→ WHAT TO PRODUCE: From the records below, copy out exactly the lines from the one containing "the inner UUID." to the one containing "Eq, Hash, Serialize, Deserialize)]", both included. Add nothing else.

→ SUPPLIED MATERIAL:
####################
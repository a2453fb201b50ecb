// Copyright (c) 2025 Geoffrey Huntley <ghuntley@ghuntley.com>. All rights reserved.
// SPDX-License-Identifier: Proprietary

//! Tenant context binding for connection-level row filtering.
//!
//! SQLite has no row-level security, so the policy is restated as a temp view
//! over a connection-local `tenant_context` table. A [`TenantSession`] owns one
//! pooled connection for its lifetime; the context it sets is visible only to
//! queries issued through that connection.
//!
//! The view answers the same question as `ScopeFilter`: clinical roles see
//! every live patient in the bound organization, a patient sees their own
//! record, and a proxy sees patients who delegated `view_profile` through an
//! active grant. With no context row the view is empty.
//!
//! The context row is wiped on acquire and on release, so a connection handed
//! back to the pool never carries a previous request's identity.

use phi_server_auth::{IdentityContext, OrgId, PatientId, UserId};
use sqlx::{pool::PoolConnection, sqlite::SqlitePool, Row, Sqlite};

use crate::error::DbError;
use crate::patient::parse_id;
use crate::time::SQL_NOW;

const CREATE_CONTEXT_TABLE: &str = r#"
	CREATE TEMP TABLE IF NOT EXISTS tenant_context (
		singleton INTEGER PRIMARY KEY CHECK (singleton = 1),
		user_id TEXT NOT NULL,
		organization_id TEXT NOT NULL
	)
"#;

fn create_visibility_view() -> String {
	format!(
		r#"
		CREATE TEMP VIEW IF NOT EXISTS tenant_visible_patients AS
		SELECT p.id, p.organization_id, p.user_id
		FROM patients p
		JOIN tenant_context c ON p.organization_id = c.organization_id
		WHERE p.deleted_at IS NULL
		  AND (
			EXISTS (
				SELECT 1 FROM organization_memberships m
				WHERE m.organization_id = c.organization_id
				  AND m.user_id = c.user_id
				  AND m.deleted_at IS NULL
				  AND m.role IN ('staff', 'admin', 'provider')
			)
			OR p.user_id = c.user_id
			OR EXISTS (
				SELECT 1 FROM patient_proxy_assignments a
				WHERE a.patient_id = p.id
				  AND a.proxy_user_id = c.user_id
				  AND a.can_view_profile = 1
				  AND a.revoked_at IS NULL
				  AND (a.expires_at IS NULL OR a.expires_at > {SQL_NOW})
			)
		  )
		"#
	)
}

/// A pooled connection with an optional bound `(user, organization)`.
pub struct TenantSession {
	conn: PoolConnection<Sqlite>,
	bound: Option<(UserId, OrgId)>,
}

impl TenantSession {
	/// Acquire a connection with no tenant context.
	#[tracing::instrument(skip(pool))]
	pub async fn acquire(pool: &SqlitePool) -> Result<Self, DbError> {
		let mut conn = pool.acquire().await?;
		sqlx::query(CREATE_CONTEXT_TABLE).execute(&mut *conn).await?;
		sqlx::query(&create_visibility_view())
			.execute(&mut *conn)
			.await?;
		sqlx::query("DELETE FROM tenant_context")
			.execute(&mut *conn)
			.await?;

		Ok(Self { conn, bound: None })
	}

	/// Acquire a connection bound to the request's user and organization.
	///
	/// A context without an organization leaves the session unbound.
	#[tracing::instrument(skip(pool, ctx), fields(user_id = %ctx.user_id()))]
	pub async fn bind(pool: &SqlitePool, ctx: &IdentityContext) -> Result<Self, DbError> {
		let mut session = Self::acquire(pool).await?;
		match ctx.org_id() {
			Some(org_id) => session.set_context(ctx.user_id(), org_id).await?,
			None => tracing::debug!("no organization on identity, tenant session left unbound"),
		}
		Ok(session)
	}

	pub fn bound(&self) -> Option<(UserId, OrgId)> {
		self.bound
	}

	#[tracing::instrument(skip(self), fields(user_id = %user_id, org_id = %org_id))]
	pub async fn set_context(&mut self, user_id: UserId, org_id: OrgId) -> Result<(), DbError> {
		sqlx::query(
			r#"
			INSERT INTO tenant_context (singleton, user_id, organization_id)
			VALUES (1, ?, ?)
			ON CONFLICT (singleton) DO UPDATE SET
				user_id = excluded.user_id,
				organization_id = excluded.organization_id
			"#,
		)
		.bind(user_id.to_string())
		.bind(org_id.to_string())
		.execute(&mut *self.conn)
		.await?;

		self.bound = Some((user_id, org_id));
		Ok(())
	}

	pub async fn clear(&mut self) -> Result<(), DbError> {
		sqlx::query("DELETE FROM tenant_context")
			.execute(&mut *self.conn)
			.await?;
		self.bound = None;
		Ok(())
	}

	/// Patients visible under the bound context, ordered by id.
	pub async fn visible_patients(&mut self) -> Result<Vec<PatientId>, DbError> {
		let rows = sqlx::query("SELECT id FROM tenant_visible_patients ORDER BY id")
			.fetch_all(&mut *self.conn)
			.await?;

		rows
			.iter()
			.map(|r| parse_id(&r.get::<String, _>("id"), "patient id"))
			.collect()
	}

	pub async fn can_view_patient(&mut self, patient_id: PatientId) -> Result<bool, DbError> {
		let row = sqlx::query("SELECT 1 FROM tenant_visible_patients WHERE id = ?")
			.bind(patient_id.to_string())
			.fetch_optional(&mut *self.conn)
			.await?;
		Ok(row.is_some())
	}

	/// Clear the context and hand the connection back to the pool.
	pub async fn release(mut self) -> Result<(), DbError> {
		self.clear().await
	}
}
####################
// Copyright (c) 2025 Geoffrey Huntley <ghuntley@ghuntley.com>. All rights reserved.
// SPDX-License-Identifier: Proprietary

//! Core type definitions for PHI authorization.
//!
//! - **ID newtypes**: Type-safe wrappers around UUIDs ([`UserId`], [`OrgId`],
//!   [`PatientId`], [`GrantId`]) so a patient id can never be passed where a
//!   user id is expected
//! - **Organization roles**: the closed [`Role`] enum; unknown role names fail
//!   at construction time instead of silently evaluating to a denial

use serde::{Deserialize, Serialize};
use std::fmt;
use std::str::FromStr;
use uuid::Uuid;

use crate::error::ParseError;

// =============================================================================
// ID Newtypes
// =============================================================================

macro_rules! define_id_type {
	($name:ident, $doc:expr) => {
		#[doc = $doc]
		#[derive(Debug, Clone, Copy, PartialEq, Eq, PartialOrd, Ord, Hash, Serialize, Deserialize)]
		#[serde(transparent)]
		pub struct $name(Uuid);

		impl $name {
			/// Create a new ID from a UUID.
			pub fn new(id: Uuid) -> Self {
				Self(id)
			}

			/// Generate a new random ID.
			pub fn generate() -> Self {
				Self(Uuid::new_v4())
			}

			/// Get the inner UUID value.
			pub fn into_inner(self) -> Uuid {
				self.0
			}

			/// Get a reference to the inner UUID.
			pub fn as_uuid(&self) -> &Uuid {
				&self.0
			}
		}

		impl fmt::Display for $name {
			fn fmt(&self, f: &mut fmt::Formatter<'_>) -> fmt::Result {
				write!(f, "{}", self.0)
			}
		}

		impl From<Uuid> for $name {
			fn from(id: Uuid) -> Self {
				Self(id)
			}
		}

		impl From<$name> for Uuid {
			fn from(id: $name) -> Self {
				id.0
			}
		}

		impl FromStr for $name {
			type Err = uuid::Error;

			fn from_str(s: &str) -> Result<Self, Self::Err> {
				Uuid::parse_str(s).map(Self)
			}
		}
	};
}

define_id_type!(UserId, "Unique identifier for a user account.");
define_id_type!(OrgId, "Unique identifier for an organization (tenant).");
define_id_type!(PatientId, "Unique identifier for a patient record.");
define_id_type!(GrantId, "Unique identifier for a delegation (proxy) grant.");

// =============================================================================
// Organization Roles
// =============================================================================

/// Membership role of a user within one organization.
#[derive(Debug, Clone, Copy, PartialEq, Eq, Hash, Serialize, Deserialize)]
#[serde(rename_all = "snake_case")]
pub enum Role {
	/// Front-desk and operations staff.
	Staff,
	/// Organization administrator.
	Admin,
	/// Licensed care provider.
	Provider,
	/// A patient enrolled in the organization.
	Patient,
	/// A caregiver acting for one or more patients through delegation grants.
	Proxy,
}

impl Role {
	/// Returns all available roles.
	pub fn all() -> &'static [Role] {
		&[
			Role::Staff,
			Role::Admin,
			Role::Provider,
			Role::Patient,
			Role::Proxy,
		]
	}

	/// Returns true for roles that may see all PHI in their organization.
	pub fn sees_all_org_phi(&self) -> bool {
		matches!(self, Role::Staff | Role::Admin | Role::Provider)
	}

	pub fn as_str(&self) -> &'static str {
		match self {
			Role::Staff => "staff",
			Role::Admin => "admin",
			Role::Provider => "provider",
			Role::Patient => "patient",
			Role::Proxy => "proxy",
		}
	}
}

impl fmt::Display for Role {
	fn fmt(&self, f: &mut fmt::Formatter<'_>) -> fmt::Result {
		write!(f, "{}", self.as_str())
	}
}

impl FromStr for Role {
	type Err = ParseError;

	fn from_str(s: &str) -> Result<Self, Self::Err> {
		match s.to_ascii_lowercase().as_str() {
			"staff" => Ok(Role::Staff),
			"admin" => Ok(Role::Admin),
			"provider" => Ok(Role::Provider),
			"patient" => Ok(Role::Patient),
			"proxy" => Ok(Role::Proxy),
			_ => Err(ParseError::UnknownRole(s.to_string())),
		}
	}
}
####################
→ TASK RESPONSE:
			/// Get a reference to the inner UUID.
			pub fn as_uuid(&self) -> &Uuid {
				&self.0
			}
		}

		impl fmt::Display for $name {
			fn fmt(&self, f: &mut fmt::Formatter<'_>) -> fmt::Result {
				write!(f, "{}", self.0)
			}
		}

		impl From<Uuid> for $name {
			fn from(id: Uuid) -> Self {
				Self(id)
			}
		}

		impl From<$name> for Uuid {
			fn from(id: $name) -> Self {
				id.0
			}
		}

		impl FromStr for $name {
			type Err = uuid::Error;

			fn from_str(s: &str) -> Result<Self, Self::Err> {
				Uuid::parse_str(s).map(Self)
			}
		}
	};
}

define_id_type!(UserId, "Unique identifier for a user account.");
define_id_type!(OrgId, "Unique identifier for an organization (tenant).");
define_id_type!(PatientId, "Unique identifier for a patient record.");
define_id_type!(GrantId, "Unique identifier for a delegation (proxy) grant.");

// =============================================================================
// Organization Roles
// =============================================================================

/// Membership role of a user within one organization.
#[derive(Debug, Clone, Copy, PartialEq, Eq, Hash, Serialize, Deserialize)]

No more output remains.